Siamo andati avanti così fino al giorno della registrazione (che è dell’estate del 2017). Succede poi che la notte prima io mi ascolti senza riuscire a togliermi le cuffie tutto “The pilgrim and the stars”, capolavoro assoluto di uno dei più grandi musicisti viventi e a seguire, appunto, Jaco. Ad un certo punto mi fisso su un brano di Carla Bley, Vashkar e grazie a internet, me lo ascolto in tutte le versioni che trovo. Infine alle tre di notte mi ascolto Nefertiti e vado a dormire dopo aver scritto al volo due appunti su Vashkar. Arrivo alle 10 puntualissimo in sala d’incisione, agli studi della casa del jazz. Non arrivo mai puntuale, ma qualche giorno prima avevo fatto arrabbiare Lorenzo per una serie di ritardi che avevo saputo accumulare prima di un concerto, quindi non avevo chance. Dormire tre ore e partire per Roma. Arrivo, suoniamo un mio blues un paio di volte e a quel punto cominciamo a suonare Vashkar, poi Lonely Woman, Ida Lupino e un brano (For a Gentleman) che ho scritto alcuni anni fa per una delle persone più gentili che ho incontrato nella mia vita di jazzista e che purtroppo non c’è più. Ci suoniamo anche uno dei blues del repertorio che avevo voluto, con una cocciutaggine che di solito non ho, provare e riprovare “The house of the rising sun”, come a voler lasciare traccia del lavoro fatto. Infine Other Colors, un brano che ho scritto per una colonna sonora di un documentario di Wilma Labate che mi ha all’improvviso aperto gli occhi su cosa cercassi e sul perché. Volevo suonare la musica che amo da sempre, ma con uno spirito diverso, più vicino all’essenza di questa meraviglia che chiamiamo jazz.
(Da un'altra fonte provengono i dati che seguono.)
#[cfg(test)]
mod tests {
    use super::*;
    use crate::transaction::{RequestKind, TransactionBuilder};
    use pretty_assertions::assert_eq;

    const USER: UserId = UserId::SYSTEM;

    fn overlay(name: &str, target: &str, state: OverlayState) -> OverlayRecord {
        OverlayRecord {
            name: name.to_string(),
            target: target.to_string(),
            category: None,
            state,
            mutable: true,
            resources: BTreeMap::new(),
        }
    }

    fn in_category(mut record: OverlayRecord, category: &str) -> OverlayRecord {
        record.category = Some(category.to_string());
        record
    }

    fn state_with(overlays: Vec<OverlayRecord>) -> RegistryState {
        let mut state = RegistryState::default();
        state.users.insert(USER, overlays);
        state
    }

    fn names(state: &RegistryState) -> Vec<&str> {
        state
            .overlays(USER)
            .iter()
            .map(|overlay| overlay.name.as_str())
            .collect()
    }

    fn state_of(state: &RegistryState, name: &str) -> OverlayState {
        state.info(name, USER).unwrap().state
    }

    #[test]
    fn test_set_enabled_toggles_state_without_reordering() {
        let mut state = state_with(vec![
            overlay("a", "app", OverlayState::Disabled),
            overlay("b", "app", OverlayState::Disabled),
        ]);

        assert!(state.set_enabled("a", true, USER));

        assert_eq!(state_of(&state, "a"), OverlayState::Enabled);
        assert_eq!(names(&state), vec!["a", "b"]);
    }

    #[test]
    fn test_set_enabled_refuses_unknown_immutable_and_missing_target() {
        let mut locked = overlay("locked", "app", OverlayState::Disabled);
        locked.mutable = false;
        let mut state = state_with(vec![
            locked,
            overlay("fixed", "app", OverlayState::EnabledImmutable),
            overlay("orphan", "gone", OverlayState::MissingTarget),
        ]);

        assert!(!state.set_enabled("nope", true, USER));
        assert!(!state.set_enabled("locked", true, USER));
        assert!(!state.set_enabled("fixed", false, USER));
        assert!(!state.set_enabled("orphan", true, USER));
        assert!(state.set_enabled("orphan", false, USER));
    }

    #[test]
    fn test_set_enabled_exclusive_disables_siblings_of_same_target() {
        let mut state = state_with(vec![
            overlay("a", "app", OverlayState::Enabled),
            overlay("b", "app", OverlayState::Disabled),
            overlay("c", "other", OverlayState::Enabled),
            overlay("d", "app", OverlayState::EnabledImmutable),
        ]);

        assert!(state.set_enabled_exclusive("b", true, USER));

        assert_eq!(state_of(&state, "a"), OverlayState::Disabled);
        assert_eq!(state_of(&state, "b"), OverlayState::Enabled);
        assert_eq!(state_of(&state, "c"), OverlayState::Enabled);
        assert_eq!(state_of(&state, "d"), OverlayState::EnabledImmutable);
    }

    #[test]
    fn test_set_enabled_exclusive_in_category() {
        let mut state = state_with(vec![
            in_category(overlay("dark", "app", OverlayState::Enabled), "theme"),
            in_category(overlay("light", "app", OverlayState::Disabled), "theme"),
            in_category(overlay("font", "app", OverlayState::Enabled), "font"),
            overlay("plain", "app", OverlayState::Disabled),
        ]);

        assert!(state.set_enabled_exclusive_in_category("light", USER));
        assert!(!state.set_enabled_exclusive_in_category("plain", USER));

        assert_eq!(state_of(&state, "dark"), OverlayState::Disabled);
        assert_eq!(state_of(&state, "light"), OverlayState::Enabled);
        assert_eq!(state_of(&state, "font"), OverlayState::Enabled);
        assert_eq!(state_of(&state, "plain"), OverlayState::Disabled);
    }

    #[test]
    fn test_set_priority_moves_just_above_parent() {
        let mut state = state_with(vec![
            overlay("a", "app", OverlayState::Enabled),
            overlay("b", "app", OverlayState::Enabled),
            overlay("c", "app", OverlayState::Enabled),
            overlay("d", "app", OverlayState::Enabled),
        ]);

        assert!(state.set_priority("a", "c", USER));
        assert_eq!(names(&state), vec!["b", "c", "a", "d"]);

        assert!(state.set_priority("d", "b", USER));
        assert_eq!(names(&state), vec!["b", "d", "c", "a"]);
    }

    #[test]
    fn test_set_priority_requires_same_target_and_distinct_packages() {
        let mut state = state_with(vec![
            overlay("a", "app", OverlayState::Enabled),
            overlay("x", "other", OverlayState::Enabled),
        ]);

        assert!(!state.set_priority("a", "x", USER));
        assert!(!state.set_priority("a", "a", USER));
        assert!(!state.set_priority("a", "missing", USER));
        assert_eq!(names(&state), vec!["a", "x"]);
    }

    #[test]
    fn test_highest_and_lowest_priority() {
        let mut state = state_with(vec![
            overlay("a", "app", OverlayState::Enabled),
            overlay("b", "app", OverlayState::Enabled),
            overlay("c", "app", OverlayState::Enabled),
        ]);

        assert!(state.set_highest_priority("a", USER));
        assert_eq!(names(&state), vec!["b", "c", "a"]);

        assert!(state.set_lowest_priority("c", USER));
        assert_eq!(names(&state), vec!["c", "b", "a"]);

        assert!(!state.set_highest_priority("missing", USER));
    }

    #[test]
    fn test_apply_enable_moves_overlay_to_highest_priority() {
        let mut state = state_with(vec![
            overlay("a", "app", OverlayState::Disabled),
            overlay("b", "app", OverlayState::Enabled),
        ]);
        let transaction = TransactionBuilder::new()
            .set_enabled("a", true, USER)
            .unwrap()
            .set_enabled("b", false, USER)
            .unwrap()
            .build();

        for request in &transaction {
            state.apply(request).unwrap();
        }

        assert_eq!(names(&state), vec!["b", "a"]);
        assert_eq!(state_of(&state, "a"), OverlayState::Enabled);
        assert_eq!(state_of(&state, "b"), OverlayState::Disabled);
    }

    #[test]
    fn test_apply_reports_unknown_package_and_kind() {
        let mut state = state_with(vec![overlay("a", "app", OverlayState::Disabled)]);
        let missing = TransactionBuilder::new()
            .set_enabled("missing", true, USER)
            .unwrap()
            .build();
        let unknown = Request::from_wire(RequestKind::Unknown(7), "a".to_string(), USER);

        assert_eq!(
            state.apply(missing.iter().next().unwrap()),
            Err(ManagerError::PackageNotFound {
                package_name: "missing".to_string(),
                user: USER,
            })
        );
        assert!(matches!(
            state.apply(&unknown),
            Err(ManagerError::InvalidArgument(msg)) if msg.contains("UNKNOWN(7)")
        ));
    }

    #[test]
    fn test_lookup_prefers_highest_priority_enabled_overlay() {
        let mut state = state_with(vec![
            overlay("low", "app", OverlayState::Enabled),
            overlay("high", "app", OverlayState::Enabled),
            overlay("off", "app", OverlayState::Disabled),
        ]);
        state.targets.insert(
            "app".to_string(),
            TargetRecord {
                resources: BTreeMap::from([("string/title".to_string(), "Base".to_string())]),
            },
        );
        let overlays = state.overlays_mut(USER);
        for (record, value) in overlays.iter_mut().zip(["Low", "High", "Off"]) {
            record
                .resources
                .insert("string/title".to_string(), value.to_string());
        }

        let resource: ResourceName = "app:string/title".parse().unwrap();
        let resolution = state.lookup("app", &resource, USER).unwrap();

        assert_eq!(resolution.value, "High");
        assert_eq!(
            resolution.trace,
            vec![
                "Resolution for app:string/title".to_string(),
                "\tapp (base)".to_string(),
                "\tlow (overlay)".to_string(),
                "\thigh (overlay)".to_string(),
            ]
        );
    }

    #[test]
    fn test_lookup_not_found_cases() {
        let mut state = RegistryState::default();
        state
            .targets
            .insert("app".to_string(), TargetRecord::default());
        let resource: ResourceName = "app:string/title".parse().unwrap();

        assert!(matches!(
            state.lookup("unknown", &resource, USER),
            Err(ManagerError::PackageNotFound { .. })
        ));
        assert_eq!(
            state.lookup("app", &resource, USER),
            Err(ManagerError::ResourceNotFound {
                resource: "app:string/title".to_string()
            })
        );
    }

    #[test]
    fn test_state_file_round_trips_through_yaml() {
        let yaml = r#"
targets:
  com.example.app:
    resources:
      string/title: Example
users:
  0:
    - name: com.example.app.overlay.dark
      target: com.example.app
      category: theme
      state: enabled
    - name: com.example.app.overlay.locked
      target: com.example.app
      state: enabled_immutable
      mutable: false
"#;

        let state: RegistryState = serde_yaml::from_str(yaml).unwrap();
        let overlays = state.overlays(USER);

        assert_eq!(overlays.len(), 2);
        assert_eq!(overlays[0].category.as_deref(), Some("theme"));
        assert!(overlays[0].mutable);
        assert!(!overlays[1].mutable);

        let reparsed: RegistryState =
            serde_yaml::from_str(&serde_yaml::to_string(&state).unwrap()).unwrap();
        assert_eq!(reparsed, state);
    }
}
Non sono un fenomeno con le citazioni, ma mi pare che proprio Miles disse un giorno a proposito del jazz “We are all blues players”. Il blues, “the meaning of the blues”, questo ho cercato in questo disco.

Recensioni

Disco di rara bellezza!
Flavio Caprera: Jazz Convention

Un quadro variopinto, ricco di sonorità inebrianti, ipnotiche, asperità armoniche e atmosfere tensive, intrise di suspense.
Stefano Dentice: italiainjazz.it

Varietà e, al tempo stesso, coerenza e rigore costituiscono i dati più significativi di questo pregevole lavoro.
Enzo Boddi: musicajazz.it

Olivieri dà prova della sua notevole capacità espressiva, che attinge con spontanea naturalezza a più ambiti stilematici.
Neri Pollastri: allaboutjazz.com

Un felice compromesso tra melodia e sperimentazione, scrittura e sintesi.
Olindo Fortino: sonudcontest.com

C’è tanta consapevolezza e maturità in questo lavoro. Disco da segnalare!
Marco Campea: iconaculturale

Una mostra estemporanea di colori ed immagini sonore oniriche ed avvolgenti, ricco di precipizi armonici, discese ardite nelle profondità abissali del jazz e luminose risalite ricche di tensione emotiva.
Francesco Cataldo Verrina: il ventuno

Un disco davvero molto bello
Alessandro Bertinetto: Kathodik

l’esperienza di “vedere la musica” si fa contingente
Pier Marco Turchetti: The New Noise

Trumpet, electric guitar, electric bass and drums telling tales about Olivieri’s specific approach towards music and composition […] Recommended.
Blaze.Djunkiii: nitestylez.de

Olivieri’s somewhat classic trumpet tone leads, in front of a well-playing “accompaniment” that makes us want to hear more […] It’s been a while since I last heard Olivieri. It was for approx. seven years ago on “Europe Jazz Nights” at the Victoria National Jazz Stage in Oslo and over the course of the seven years, I think Olivieri has further developed the trumpet playing. He has become a better composer, and I feel he has found his place in Italian jazz where he can develop his ideas without looking either to the right or to the left. (translated from Norwegian).